Explain the gospel to them in simple words and then explain that communion is a time to talk to God about how we have sinned, to ask for forgiveness, and to remember how Jesus rescued us from all sin by eating broken bread, to remind us of His broken body, and dipping it in grape juice, to remind us of His blood that He used to rescue us!
How do you know if your child is ready to take communion? The decision for your children to participate in communion is one every believing parent will wrestle with. Some things to look for are:
-Have they given a confession of faith in Jesus Christ?
-Are they showing fruit and evidence of conversion through obedience and love for Jesus?
-Do they understand communion?
Communion is a symbolic act of remembering, and as such, it requires the partaker to be able to reflect and recognize its spiritual significance. So, don’t rush it. There is nothing magical about taking communion—nothing will be added unto them, so to speak.

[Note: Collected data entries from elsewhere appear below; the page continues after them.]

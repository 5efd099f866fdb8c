//! HTTP protocol handling subsystem.
//!
//! # Data Flow
//! ```text
//! TCP connection
//!     → server.rs (Axum router, middleware)
//!     → request.rs (request ID)
//!     → RequestDispatcher (list / get / invoke)
//!     → response.rs (error mapping, {"detail": ...} bodies)
//!     → Send to client
//! ```

pub mod request;
pub mod response;
pub mod server;

pub use request::X_REQUEST_ID;
pub use response::ApiError;
pub use server::HttpServer;
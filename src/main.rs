//! Model Gateway
//!
//! Serves a set of named LLM routes over HTTP and picks up edits to the
//! routes file without a restart.
//!
//! # Architecture Overview
//!
//! ```text
//!                      ┌────────────────────────────────────────────────┐
//!                      │                 MODEL GATEWAY                   │
//!                      │                                                 │
//!   Client Request     │  ┌─────────┐    ┌────────────┐    ┌──────────┐ │
//!   ───────────────────┼─▶│  http   │───▶│  dispatch  │───▶│ provider │─┼──▶ LLM API
//!                      │  │ server  │    │            │    │ adapters │ │
//!                      │  └─────────┘    └─────┬──────┘    └──────────┘ │
//!                      │                       │ snapshot               │
//!                      │                       ▼                        │
//!                      │                ┌────────────┐                  │
//!                      │                │  routing   │◀── publish ──┐   │
//!                      │                │  registry  │              │   │
//!                      │                └────────────┘              │   │
//!                      │                                     ┌──────┴─┐ │
//!   routes.yaml  ──────┼──────────── poll ──────────────────▶│ config │ │
//!                      │                                     │ watcher│ │
//!                      │                                     └────────┘ │
//!                      └────────────────────────────────────────────────┘
//! ```

use std::net::SocketAddr;
use std::path::PathBuf;

use clap::Parser;
use tokio::net::TcpListener;

use model_gateway::config::schema::{GatewaySettings, LogFormat};
use model_gateway::lifecycle::signals::spawn_signal_handler;
use model_gateway::observability::{logging, metrics};
use model_gateway::{Gateway, Shutdown};

#[derive(Parser, Debug)]
#[command(name = "model-gateway", version)]
#[command(about = "LLM model gateway with live route reloading", long_about = None)]
struct Cli {
    /// Path to the routes YAML file
    #[arg(long, env = "MODEL_GATEWAY_CONFIG_PATH")]
    config_path: PathBuf,

    #[arg(long, env = "MODEL_GATEWAY_HOST", default_value = "127.0.0.1")]
    host: String,

    #[arg(long, env = "MODEL_GATEWAY_PORT", default_value_t = 5000)]
    port: u16,

    /// Delay between checks of the routes file
    #[arg(long, env = "MODEL_GATEWAY_POLL_INTERVAL_MS", default_value_t = 2000)]
    poll_interval_ms: u64,

    /// Deadline for a single provider call
    #[arg(long, env = "MODEL_GATEWAY_PROVIDER_TIMEOUT_SECS", default_value_t = 60)]
    provider_timeout_secs: u64,

    /// Overall HTTP request timeout; must exceed the provider deadline
    #[arg(long, env = "MODEL_GATEWAY_REQUEST_TIMEOUT_SECS", default_value_t = 120)]
    request_timeout_secs: u64,

    #[arg(long, env = "MODEL_GATEWAY_LOG_LEVEL", default_value = "info")]
    log_level: String,

    #[arg(long, env = "MODEL_GATEWAY_LOG_FORMAT", default_value = "pretty", value_parser = ["pretty", "json"])]
    log_format: String,

    /// Serve Prometheus metrics on this address
    #[arg(long, env = "MODEL_GATEWAY_METRICS_ADDRESS")]
    metrics_address: Option<SocketAddr>,
}

impl Cli {
    fn settings(&self) -> GatewaySettings {
        let mut settings = GatewaySettings::default();
        settings.listener.host = self.host.clone();
        settings.listener.port = self.port;
        settings.reload.poll_interval_ms = self.poll_interval_ms;
        settings.timeouts.provider_secs = self.provider_timeout_secs;
        settings.timeouts.request_secs = self.request_timeout_secs;
        settings.observability.log_level = self.log_level.clone();
        settings.observability.log_format = match self.log_format.as_str() {
            "json" => LogFormat::Json,
            _ => LogFormat::Pretty,
        };
        if let Some(addr) = self.metrics_address {
            settings.observability.metrics_enabled = true;
            settings.observability.metrics_address = addr;
        }
        settings
    }
}

#[tokio::main]
async fn main() -> Result<(), Box<dyn std::error::Error>> {
    let cli = Cli::parse();
    let settings = cli.settings();

    logging::init_logging(&settings.observability);
    tracing::info!(version = env!("CARGO_PKG_VERSION"), "model-gateway starting");

    if settings.observability.metrics_enabled {
        metrics::init_metrics(settings.observability.metrics_address);
    }

    let gateway = match Gateway::bootstrap(&cli.config_path, settings.clone()) {
        Ok(gateway) => gateway,
        Err(e) => {
            tracing::error!(error = %e, "Startup failed");
            return Err(e.into());
        }
    };

    let listener = TcpListener::bind(settings.listener.bind_address()).await?;
    tracing::info!(address = %listener.local_addr()?, "Listening for connections");

    let shutdown = Shutdown::new();
    spawn_signal_handler(shutdown.clone());

    gateway.run(listener, &shutdown).await?;

    tracing::info!("Shutdown complete");
    Ok(())
}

When you see that the time is right for your child to take communion, take time before attending service to discuss the practice with them. Explain what communion is and what communion is not. Make sure they know why we take communion and that Jesus instructed us to do this often as a way of remembering and celebrating what He did for us. Finally, explain to them how to take communion. Remind them of the solemn nature of remembering—to prepare to receive communion by setting their heart and mind on Christ and His death. Explain what they will hear from the pastors and the proper way to receive the bread and the juice.
No one knows your child better than you. Pray and follow the Spirit’s guidance on when your child is ready for communion. We are always ready and available to answer questions you may have, to pray with you, and to celebrate spiritual milestones in your family. Let us know how we can best equip you and your family for the journey of family discipleship.